There are six soil-based parameters, including the soil water content under saturated conditions, the soil water content under field conditions, the soil water content under wilting conditions, the soil layer thickness, the soil hydraulic conductivity at saturation and the soil characteristic coefficient. Based on past modeling studies [7,79,80,81,82], the soil water content under wilting conditions is 30% of the soil water content under saturated conditions, and the soil characteristic coefficient is 2.5. Based on local observations, the estimated soil layer thickness is listed in Table 4.
In the Liuxihe model, the Soil Water Characteristics Hydraulic Properties Calculator proposed by Arya et al. [83] was employed to derive the soil water content under saturation conditions, the soil water content under field conditions and the hydraulic conductivity under saturation conditions based on the soil texture, organic matter content, gravel content, salinity and compaction. The estimated parameters are listed in Table 4.
In grid cells with urban land, the surface is impervious (i.e., no infiltration can occur via this surface, and all precipitation is converted to surface runoff). To reflect this hydrological response of urban land, the soil-based parameters of urban land must correspond to this characteristic. In this paper, the soil water content under saturated conditions is assigned a small value, as listed in Table 4. This small value suggests that most of the precipitation that falls onto urban land will be converted into surface runoff, but a small fraction of precipitation will infiltrate or be stored on the surface of urban land cells.
Finally, the roughness of the river channel is estimated based on reference values [7,83], as listed in Table 2.
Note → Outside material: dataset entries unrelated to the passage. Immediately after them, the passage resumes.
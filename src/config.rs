//! Configuration loading via `ortho-config`.
//!
//! [`Settings`] mirrors the raw, layered inputs (defaults, `edgeboot.toml`,
//! environment variables). It is converted exactly once into the immutable
//! [`DeploymentConfig`] which every other component receives by reference.

use std::ffi::OsString;

use camino::{Utf8Path, Utf8PathBuf};
use ortho_config::OrthoConfig;
use serde::Deserialize;
use thiserror::Error;
use uuid::Uuid;

/// UUID shared by every proxy listener when none is configured.
pub const DEFAULT_UUID: &str = "9afd1229-b893-40c1-84dd-51e7ce204913";
/// Preferred edge address advertised in subscription links.
pub const DEFAULT_EDGE_HOST: &str = "cdns.doon.eu.org";
/// Preferred edge port advertised in subscription links.
pub const DEFAULT_EDGE_PORT: u16 = 443;
/// Local port of the edge listener that the tunnel forwards to.
pub const DEFAULT_TUNNEL_PORT: u16 = 8001;
/// Working directory for binaries, generated files, and logs.
pub const DEFAULT_WORKDIR: &str = "./tmp";
/// Path segment under which the subscription document is served.
pub const DEFAULT_SUB_PATH: &str = "sub";
/// Port of the external HTTP gateway.
pub const DEFAULT_SERVER_PORT: u16 = 3000;
/// Download location template; `{arch}` expands to `arm64` or `amd64`.
pub const DEFAULT_BINARY_SOURCE: &str = "https://{arch}.ssss.nyc.mn";
/// Keep-alive registration endpoint.
pub const DEFAULT_KEEPALIVE_URL: &str = "https://oooo.serv00.net/add-url";
/// Network metadata endpoint used for the ISP fingerprint.
pub const DEFAULT_ISP_LOOKUP_URL: &str = "https://speed.cloudflare.com/meta";

const TLS_PORTS: [u16; 6] = [443, 8443, 2096, 2087, 2083, 2053];

/// Returns `true` when `port` is one of the well-known TLS ports used by
/// monitoring dashboards.
#[must_use]
pub fn is_tls_port(port: u16) -> bool {
    TLS_PORTS.contains(&port)
}

/// Raw deployment settings derived from configuration files and environment
/// variables. Environment names are unprefixed (`UUID`, `ARGO_DOMAIN`, ...).
#[derive(Clone, Debug, Deserialize, OrthoConfig, PartialEq, Eq)]
#[ortho_config(discovery(
    app_name = "edgeboot",
    env_var = "EDGEBOOT_CONFIG_PATH",
    config_file_name = "edgeboot.toml",
    dotfile_name = ".edgeboot.toml",
    project_file_name = "edgeboot.toml"
))]
pub struct Settings {
    /// Credential shared by every proxy listener.
    #[ortho_config(default = DEFAULT_UUID.to_owned())]
    pub uuid: String,
    /// Pre-registered tunnel hostname.
    pub argo_domain: Option<String>,
    /// Tunnel credential: a connector token or a credential JSON document.
    pub argo_auth: Option<String>,
    /// Local port of the edge listener.
    #[ortho_config(default = DEFAULT_TUNNEL_PORT)]
    pub argo_port: u16,
    /// Monitoring dashboard address (`host` or `host:port`).
    pub nezha_server: Option<String>,
    /// Monitoring dashboard port; selects the legacy agent when set.
    pub nezha_port: Option<String>,
    /// Monitoring agent secret.
    pub nezha_key: Option<String>,
    /// Preferred edge address for clients.
    #[ortho_config(default = DEFAULT_EDGE_HOST.to_owned())]
    pub cfip: String,
    /// Preferred edge port for clients.
    #[ortho_config(default = DEFAULT_EDGE_PORT)]
    pub cfport: u16,
    /// Node display name prefix.
    pub name: Option<String>,
    /// Working directory.
    #[ortho_config(default = DEFAULT_WORKDIR.to_owned())]
    pub file_path: String,
    /// Subscription path segment.
    #[ortho_config(default = DEFAULT_SUB_PATH.to_owned())]
    pub sub_path: String,
    /// Aggregator base URL.
    pub upload_url: Option<String>,
    /// Public base URL of this deployment.
    pub project_url: Option<String>,
    /// Whether to register the project URL with the keep-alive service.
    #[ortho_config(default = false)]
    pub auto_access: bool,
    /// Gateway port; takes precedence over `port`.
    pub server_port: Option<u16>,
    /// Fallback gateway port used by most hosting platforms.
    pub port: Option<u16>,
    /// Binary download URL template.
    #[ortho_config(default = DEFAULT_BINARY_SOURCE.to_owned())]
    pub binary_source: String,
    /// Keep-alive registration endpoint.
    #[ortho_config(default = DEFAULT_KEEPALIVE_URL.to_owned())]
    pub keepalive_url: String,
    /// Network metadata endpoint.
    #[ortho_config(default = DEFAULT_ISP_LOOKUP_URL.to_owned())]
    pub isp_lookup_url: String,
}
5. Identify Key Hydrological Processes

5.1. General Analysis of Key Hydrological Processes

In the discussion of Section 2.2, it is concluded that runoff production processes related to the dominant soil types and hill slope routing processes related to the dominant LUCs are potential key hydrological processes. For runoff production, it is divided into runoff production process on both urban land and vegetated lands. As discussed in Section 4.3, the runoff production on urban land is such that all net precipitation fallen on urban land will be converted into surface runoff, and routing as hill slope runoff routing to the river channels. So, the runoff production process on urban land is not a key process in flood forecasting, though it is one of the dominant hydrological processes. Sensitivity analysis of parameters related to this process will not be done as these parameters could be determined reasonably and the uncertainty is low. For runoff production processes on the vegetated lands, those which occurred on the dominant soil types are potential key hydrological processes. Except for urban land soil type, there are only two other soil types, including ferric luvisol and acric ferralsols, so parameter sensitivity related to these soil types will be done to determine the key runoff production hydrological processes.
Urban land is the dominant LUC, forestry land accounts for a big percentage, farmland and grassland account for a small portion, and bare land and water body only account for a very small portion. Therefore, hill slope runoff routing related to urban land and forestry land is the potential key hydrological process, but in this paper, the hill slope runoff routing related to urban land, forestry land, farmland, grassland and bare land will also be studied with parameter sensitivity analysis to determine the key runoff routing hydrological processes.

5.2. Identifying Key Runoff Production Processes

As discussed above, to identify the key runoff production processes, sensitivity analyses are performed for soil-based parameters to identify the sensitive parameters. The analyzed parameters include the soil water content under saturation conditions, the soil water content under field conditions, the soil layer thickness and the soil hydraulic conductivity under saturation conditions. Parameters are analyzed individually and by soil type. Only the parameters of the following two soil types are studied in detail: ferric luvisols and acric ferralsols.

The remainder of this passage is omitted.